━━ Data to examine ━━
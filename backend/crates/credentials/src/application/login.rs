//! Login Use Case
//!
//! Authenticates by email + password and mints an access token.
//!
//! Every failure — unknown email, wrong password, deactivated account —
//! answers with the same `InvalidCredentials` outcome, so login cannot be
//! used to probe which emails are registered or which accounts are
//! disabled.

use std::sync::Arc;

use platform::password::PasswordHasher;
use platform::token::TokenIssuer;

use crate::application::config::CredentialConfig;
use crate::domain::entity::account::Account;
use crate::domain::repository::AccountRepository;
use crate::domain::value_object::{account_id::AccountId, account_role::AccountRole, email::Email};
use crate::error::{CredentialError, CredentialResult};

/// Login input
pub struct LoginInput {
    pub email: String,
    pub password: String,
}

/// Non-sensitive account summary returned on success
#[derive(Debug, Clone)]
pub struct AccountSummary {
    pub account_id: AccountId,
    pub email: String,
    pub first_name: String,
    pub last_name: Option<String>,
    pub role: AccountRole,
    pub email_verified: bool,
    pub phone_verified: bool,
}

impl From<&Account> for AccountSummary {
    fn from(account: &Account) -> Self {
        Self {
            account_id: account.account_id,
            email: account.email.as_str().to_string(),
            first_name: account.first_name.clone(),
            last_name: account.last_name.clone(),
            role: account.role,
            email_verified: account.email_verified,
            phone_verified: account.phone_verified,
        }
    }
}

/// Login output
#[derive(Debug)]
pub struct LoginOutput {
    pub account: AccountSummary,
    /// Signed bearer token; delivery (cookie vs header) is the caller's
    /// concern
    pub access_token: String,
}

/// Login use case
pub struct LoginUseCase<A>
where
    A: AccountRepository,
{
    accounts: Arc<A>,
    hasher: PasswordHasher,
    tokens: Arc<TokenIssuer>,
}

impl<A> LoginUseCase<A>
where
    A: AccountRepository,
{
    pub fn new(accounts: Arc<A>, tokens: Arc<TokenIssuer>, config: &CredentialConfig) -> Self {
        Self {
            accounts,
            hasher: PasswordHasher::new(config.hasher),
            tokens,
        }
    }

    pub async fn execute(&self, input: LoginInput) -> CredentialResult<LoginOutput> {
        // An address that cannot parse cannot be registered
        let email =
            Email::new(&input.email).map_err(|_| CredentialError::InvalidCredentials)?;

        let Some(account) = self.accounts.find_by_email(&email).await? else {
            tracing::warn!("Login attempt for unknown email");
            return Err(CredentialError::InvalidCredentials);
        };

        if !self.hasher.verify(&input.password, &account.password_hash) {
            tracing::warn!(account_id = %account.account_id, "Login attempt with wrong password");
            return Err(CredentialError::InvalidCredentials);
        }

        if !account.can_login() {
            // Same outcome as a wrong password: do not leak active state
            tracing::warn!(account_id = %account.account_id, "Login attempt on inactive account");
            return Err(CredentialError::InvalidCredentials);
        }

        let access_token = self
            .tokens
            .issue(&account.account_id.to_string(), account.role.code())
            .map_err(|e| CredentialError::Internal(e.to_string()))?;

        tracing::info!(account_id = %account.account_id, "Account signed in");

        Ok(LoginOutput {
            account: AccountSummary::from(&account),
            access_token,
        })
    }
}
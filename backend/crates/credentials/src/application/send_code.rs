//! Send Code Use Case
//!
//! Issues a verification code for a contact channel and hands it to that
//! channel's delivery collaborator. The code is persisted before the send
//! is attempted; a delivery failure surfaces as `NotificationFailed` and
//! a retry simply issues a fresh code.

use std::sync::Arc;

use crate::application::ledger::VerificationLedger;
use crate::domain::notification::{MessageTemplate, TemplateVariables, TemplatedSender};
use crate::domain::repository::{AccountRepository, VerificationCodeRepository};
use crate::domain::value_object::{account_id::AccountId, channel::Channel};
use crate::error::{CredentialError, CredentialResult};

/// Send code use case
///
/// `E` delivers to email addresses, `S` to phone numbers.
pub struct SendCodeUseCase<A, C, E, S>
where
    A: AccountRepository,
    C: VerificationCodeRepository,
    E: TemplatedSender,
    S: TemplatedSender,
{
    accounts: Arc<A>,
    ledger: VerificationLedger<C>,
    email_sender: Arc<E>,
    sms_sender: Arc<S>,
}

impl<A, C, E, S> SendCodeUseCase<A, C, E, S>
where
    A: AccountRepository,
    C: VerificationCodeRepository,
    E: TemplatedSender,
    S: TemplatedSender,
{
    pub fn new(
        accounts: Arc<A>,
        ledger: VerificationLedger<C>,
        email_sender: Arc<E>,
        sms_sender: Arc<S>,
    ) -> Self {
        Self {
            accounts,
            ledger,
            email_sender,
            sms_sender,
        }
    }

    pub async fn execute(&self, account_id: &AccountId, channel: Channel) -> CredentialResult<()> {
        let account = self
            .accounts
            .find_by_id(account_id)
            .await?
            .ok_or(CredentialError::NotFound)?;

        let destination = match channel {
            Channel::Email => account.email.as_str().to_string(),
            Channel::Phone => account
                .phone
                .as_ref()
                .ok_or_else(|| {
                    CredentialError::MalformedInput("Account has no phone number".to_string())
                })?
                .as_str()
                .to_string(),
        };

        let issued = self.ledger.issue(account_id, channel).await?;

        let mut variables = TemplateVariables::new();
        variables.insert("first_name".to_string(), account.first_name.clone());
        variables.insert("name".to_string(), account.display_name());
        variables.insert("code".to_string(), issued.code);
        variables.insert(
            "expires_minutes".to_string(),
            (self.ledger.code_ttl().as_secs() / 60).to_string(),
        );

        let delivery = match channel {
            Channel::Email => {
                self.email_sender
                    .send_templated(&destination, MessageTemplate::VerificationCode, &variables)
                    .await
            }
            Channel::Phone => {
                self.sms_sender
                    .send_templated(&destination, MessageTemplate::VerificationCode, &variables)
                    .await
            }
        };

        if let Err(err) = delivery {
            tracing::error!(
                account_id = %account_id,
                channel = %channel,
                error = %err,
                "Verification code delivery failed"
            );
            return Err(err.into());
        }

        tracing::info!(
            account_id = %account_id,
            channel = %channel,
            "Verification code sent"
        );

        Ok(())
    }
}
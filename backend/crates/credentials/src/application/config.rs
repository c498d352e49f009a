//! Application Configuration
//!
//! Immutable process-wide configuration, built once at startup and passed
//! by reference into each use case. Nothing here is mutated at runtime.

use std::time::Duration;

use platform::password::PasswordHasherOptions;
use platform::token::TokenSettings;

/// Credential application configuration
#[derive(Debug, Clone)]
pub struct CredentialConfig {
    /// Key-derivation parameters for password hashing
    pub hasher: PasswordHasherOptions,
    /// Access-token signing settings
    pub token: TokenSettings,
    /// Verification code length in digits
    pub code_length: usize,
    /// Verification code validity window (10 minutes)
    pub code_ttl: Duration,
}

impl Default for CredentialConfig {
    fn default() -> Self {
        Self {
            hasher: PasswordHasherOptions::default(),
            token: TokenSettings::default(),
            code_length: 6,
            code_ttl: Duration::from_secs(10 * 60),
        }
    }
}

impl CredentialConfig {
    /// Config with a random token signing secret (for development)
    pub fn with_random_secret() -> Self {
        Self {
            token: TokenSettings::with_random_secret(),
            ..Default::default()
        }
    }

    /// Config for development and tests: random secret, cheap hashing
    pub fn development() -> Self {
        Self {
            hasher: PasswordHasherOptions {
                iterations: 1_000,
                ..Default::default()
            },
            ..Self::with_random_secret()
        }
    }

    /// Code validity window in whole minutes (for notification templates)
    pub fn code_ttl_minutes(&self) -> u64 {
        self.code_ttl.as_secs() / 60
    }
}
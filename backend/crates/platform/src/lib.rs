//! Platform Crate - Technical Infrastructure
//!
//! This crate provides shared technical foundations:
//! - Cryptographic utilities (random bytes, Base64, constant-time compare)
//! - Password hashing (PBKDF2-HMAC-SHA256, self-contained encoding)
//! - Signed access tokens (HS256 JWT)

pub mod crypto;
pub mod password;
pub mod token;
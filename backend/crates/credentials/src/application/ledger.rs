//! Verification Ledger
//!
//! Generic single-use code lifecycle: generation -> persistence -> lookup
//! -> consumption. One engine serves both contact channels; the channel
//! tag only partitions storage and selects the delivery collaborator one
//! layer up.

use chrono::{DateTime, Utc};
use std::sync::Arc;
use std::time::Duration;

use crate::application::config::CredentialConfig;
use crate::domain::entity::verification_code::VerificationCode;
use crate::domain::repository::VerificationCodeRepository;
use crate::domain::value_object::{account_id::AccountId, channel::Channel};
use crate::error::{CredentialError, CredentialResult};

/// A freshly issued code, returned for out-of-band delivery
#[derive(Debug, Clone)]
pub struct IssuedCode {
    /// The plaintext code to deliver
    pub code: String,
    /// When it stops being accepted
    pub expires_at: DateTime<Utc>,
}

/// Single-use, expiring code engine
pub struct VerificationLedger<C>
where
    C: VerificationCodeRepository,
{
    codes: Arc<C>,
    code_length: usize,
    code_ttl: Duration,
}

impl<C> VerificationLedger<C>
where
    C: VerificationCodeRepository,
{
    pub fn new(codes: Arc<C>, config: &CredentialConfig) -> Self {
        Self {
            codes,
            code_length: config.code_length,
            code_ttl: config.code_ttl,
        }
    }

    pub fn code_ttl(&self) -> Duration {
        self.code_ttl
    }

    /// Issue a new Active code for (account, channel)
    ///
    /// Earlier unused codes stay valid; callers wanting single-active-code
    /// semantics must call [`invalidate_all`](Self::invalidate_all) first.
    pub async fn issue(
        &self,
        account_id: &AccountId,
        channel: Channel,
    ) -> CredentialResult<IssuedCode> {
        let code = platform::crypto::random_numeric_code(self.code_length);
        let record = VerificationCode::new(*account_id, channel, code.clone(), self.code_ttl);

        self.codes.insert(&record).await?;

        tracing::debug!(
            account_id = %account_id,
            channel = %channel,
            expires_at = %record.expires_at,
            "Issued verification code"
        );

        Ok(IssuedCode {
            code,
            expires_at: record.expires_at,
        })
    }

    /// Verify a submitted code, consuming it on success
    ///
    /// Outcomes, evaluated in order against the most recent matching
    /// record: no record -> `CodeInvalid`; already consumed ->
    /// `CodeAlreadyUsed`; past expiry -> `CodeExpired`; otherwise the
    /// store's compare-and-swap decides — the caller that wins it gets
    /// `Ok`, a racing loser gets `CodeAlreadyUsed`. The three failure
    /// outcomes are distinct on purpose: an expired code warrants a
    /// resend, a used one does not.
    pub async fn verify(
        &self,
        account_id: &AccountId,
        channel: Channel,
        submitted: &str,
    ) -> CredentialResult<()> {
        let record = self
            .codes
            .find_latest_by_account_and_code(account_id, channel, submitted)
            .await?
            .ok_or(CredentialError::CodeInvalid)?;

        if record.used {
            return Err(CredentialError::CodeAlreadyUsed);
        }
        if record.is_expired(Utc::now()) {
            return Err(CredentialError::CodeExpired);
        }

        if !self.codes.consume(&record.code_id).await? {
            // Another submission won the race between our read and the swap
            return Err(CredentialError::CodeAlreadyUsed);
        }

        tracing::info!(
            account_id = %account_id,
            channel = %channel,
            "Verification code consumed"
        );

        Ok(())
    }

    /// Force every outstanding Active code for (account, channel) into
    /// Expired
    ///
    /// Called when the underlying contact address changes, so a code
    /// issued for the old address can never be replayed against the new
    /// one. Consumed codes are untouched.
    pub async fn invalidate_all(
        &self,
        account_id: &AccountId,
        channel: Channel,
    ) -> CredentialResult<u64> {
        let expired = self
            .codes
            .expire_active_for_account(account_id, channel)
            .await?;

        if expired > 0 {
            tracing::info!(
                account_id = %account_id,
                channel = %channel,
                expired,
                "Invalidated outstanding verification codes"
            );
        }

        Ok(expired)
    }
}

impl<C> Clone for VerificationLedger<C>
where
    C: VerificationCodeRepository,
{
    fn clone(&self) -> Self {
        Self {
            codes: Arc::clone(&self.codes),
            code_length: self.code_length,
            code_ttl: self.code_ttl,
        }
    }
}
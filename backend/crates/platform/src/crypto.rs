//! Cryptographic Utilities

use base64::{Engine, engine::general_purpose};
use rand::{RngCore, rngs::OsRng};

/// Generate cryptographically secure random bytes
pub fn random_bytes(len: usize) -> Vec<u8> {
    let mut bytes = vec![0u8; len];
    OsRng.fill_bytes(&mut bytes);
    bytes
}

/// Generate a random numeric code of `len` digits, left-padded with zeros
///
/// Each digit is drawn uniformly via rejection sampling, so the code is
/// statistically unguessable within a short validity window. Suitable for
/// one-time verification codes delivered out of band.
pub fn random_numeric_code(len: usize) -> String {
    let mut code = String::with_capacity(len);
    let mut buf = [0u8; 1];
    while code.len() < len {
        OsRng.fill_bytes(&mut buf);
        // Reject 250..=255 to keep the modulo unbiased
        if buf[0] < 250 {
            code.push(char::from(b'0' + buf[0] % 10));
        }
    }
    code
}

/// Encode bytes as base64
pub fn to_base64(bytes: &[u8]) -> String {
    general_purpose::STANDARD.encode(bytes)
}

/// Decode base64 to bytes
pub fn from_base64(s: &str) -> Result<Vec<u8>, base64::DecodeError> {
    general_purpose::STANDARD.decode(s)
}

/// Constant-time comparison to prevent timing attacks
pub fn constant_time_eq(a: &[u8], b: &[u8]) -> bool {
    if a.len() != b.len() {
        return false;
    }
    let mut result = 0u8;
    for (x, y) in a.iter().zip(b.iter()) {
        result |= x ^ y;
    }
    result == 0
}

#[cfg(test)]
mod tests {
    use super::*;

    #[test]
    fn test_random_bytes_length() {
        let bytes = random_bytes(32);
        assert_eq!(bytes.len(), 32);

        let bytes = random_bytes(0);
        assert_eq!(bytes.len(), 0);
    }

    #[test]
    fn test_random_bytes_not_all_zeros() {
        let bytes = random_bytes(32);
        assert!(
            bytes.iter().any(|&b| b != 0),
            "Random bytes should not be all zeros"
        );
    }

    #[test]
    fn test_numeric_code_format() {
        let code = random_numeric_code(6);
        assert_eq!(code.len(), 6);
        assert!(code.chars().all(|c| c.is_ascii_digit()));

        let code = random_numeric_code(8);
        assert_eq!(code.len(), 8);
    }

    #[test]
    fn test_numeric_codes_differ() {
        // 24 digits of collision space; a repeat means the generator is broken
        let a = random_numeric_code(24);
        let b = random_numeric_code(24);
        assert_ne!(a, b);
    }

    #[test]
    fn test_base64_roundtrip() {
        let data = b"hello world";
        let encoded = to_base64(data);
        let decoded = from_base64(&encoded).unwrap();
        assert_eq!(decoded, data);
    }

    #[test]
    fn test_base64_rejects_garbage() {
        assert!(from_base64("not base64!!!").is_err());
    }

    #[test]
    fn test_constant_time_eq() {
        let a = [1u8, 2, 3, 4];
        let b = [1u8, 2, 3, 4];
        let c = [1u8, 2, 3, 5];
        assert!(constant_time_eq(&a, &b));
        assert!(!constant_time_eq(&a, &c));
        assert!(!constant_time_eq(&a, &b[..3]));
    }
}
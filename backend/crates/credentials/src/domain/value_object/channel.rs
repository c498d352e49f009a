//! Verification Channel
//!
//! The two contact mediums subject to proof-of-possession verification.
//! Channel identity selects the delivery collaborator and partitions the
//! code store; the code lifecycle itself is identical for both.

use derive_more::Display;
use serde::{Deserialize, Serialize};

#[derive(Debug, Display, Clone, Copy, PartialEq, Eq, Hash, Serialize, Deserialize)]
pub enum Channel {
    #[display("email")]
    Email,
    #[display("phone")]
    Phone,
}

impl Channel {
    #[inline]
    pub const fn code(&self) -> &'static str {
        match self {
            Channel::Email => "email",
            Channel::Phone => "phone",
        }
    }

    /// Decode from database value (trusted)
    #[inline]
    pub fn from_code(code: &str) -> Self {
        match code {
            "email" => Channel::Email,
            "phone" => Channel::Phone,
            _ => {
                tracing::error!("Invalid Channel code: {}", code);
                unreachable!("Invalid Channel code: {}", code)
            }
        }
    }
}
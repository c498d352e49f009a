//! Email Value Object
//!
//! Represents a validated, canonicalized email address. Addresses are
//! lowercased on construction so uniqueness checks are case-insensitive.
//! Ownership of the address is proven separately via a verification code.

use kernel::error::app_error::{AppError, AppResult};
use serde::{Deserialize, Serialize};
use std::str::FromStr;

/// Maximum email length (per RFC 5321)
const EMAIL_MAX_LENGTH: usize = 254;

/// Email address value object
#[derive(Debug, Clone, PartialEq, Eq, Hash, Serialize, Deserialize)]
pub struct Email(String);

impl Email {
    /// Create a new email with validation
    pub fn new(email: impl Into<String>) -> AppResult<Self> {
        let email = email.into().trim().to_lowercase();

        if email.is_empty() {
            return Err(AppError::bad_request("Email cannot be empty"));
        }

        if email.len() > EMAIL_MAX_LENGTH {
            return Err(AppError::bad_request(format!(
                "Email must be at most {} characters",
                EMAIL_MAX_LENGTH
            )));
        }

        if !Self::is_valid_format(&email) {
            return Err(AppError::bad_request("Invalid email format"));
        }

        Ok(Self(email))
    }

    /// Basic email format validation
    fn is_valid_format(email: &str) -> bool {
        // Must contain exactly one @
        let Some((local, domain)) = email.split_once('@') else {
            return false;
        };
        if domain.contains('@') {
            return false;
        }

        // Local part checks
        if local.is_empty() || local.len() > 64 {
            return false;
        }

        // Domain checks
        if domain.is_empty() || !domain.contains('.') {
            return false;
        }
        if !domain
            .chars()
            .all(|c| c.is_ascii_alphanumeric() || c == '.' || c == '-')
        {
            return false;
        }
        if domain.starts_with('.') || domain.ends_with('.') {
            return false;
        }
        if domain.starts_with('-') || domain.ends_with('-') {
            return false;
        }

        true
    }

    /// Create from database value (assumed already validated)
    pub fn from_db(email: impl Into<String>) -> Self {
        Self(email.into())
    }

    /// Get the email as a string slice
    pub fn as_str(&self) -> &str {
        &self.0
    }

    /// Convert to string for database storage
    pub fn into_db(self) -> String {
        self.0
    }
}

impl FromStr for Email {
    type Err = AppError;

    fn from_str(s: &str) -> AppResult<Self> {
        Email::new(s)
    }
}

impl std::fmt::Display for Email {
    fn fmt(&self, f: &mut std::fmt::Formatter<'_>) -> std::fmt::Result {
        write!(f, "{}", self.0)
    }
}

impl AsRef<str> for Email {
    fn as_ref(&self) -> &str {
        &self.0
    }
}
━━━
◆ Task requirements: Return each line from the material that includes the string "Serialize".

◆ Response area:
use serde::{Deserialize, Serialize};
#[derive(Debug, Display, Clone, Copy, PartialEq, Eq, Hash, Serialize, Deserialize)]
use serde::{Deserialize, Serialize};
#[derive(Debug, Clone, PartialEq, Eq, Hash, Serialize, Deserialize)]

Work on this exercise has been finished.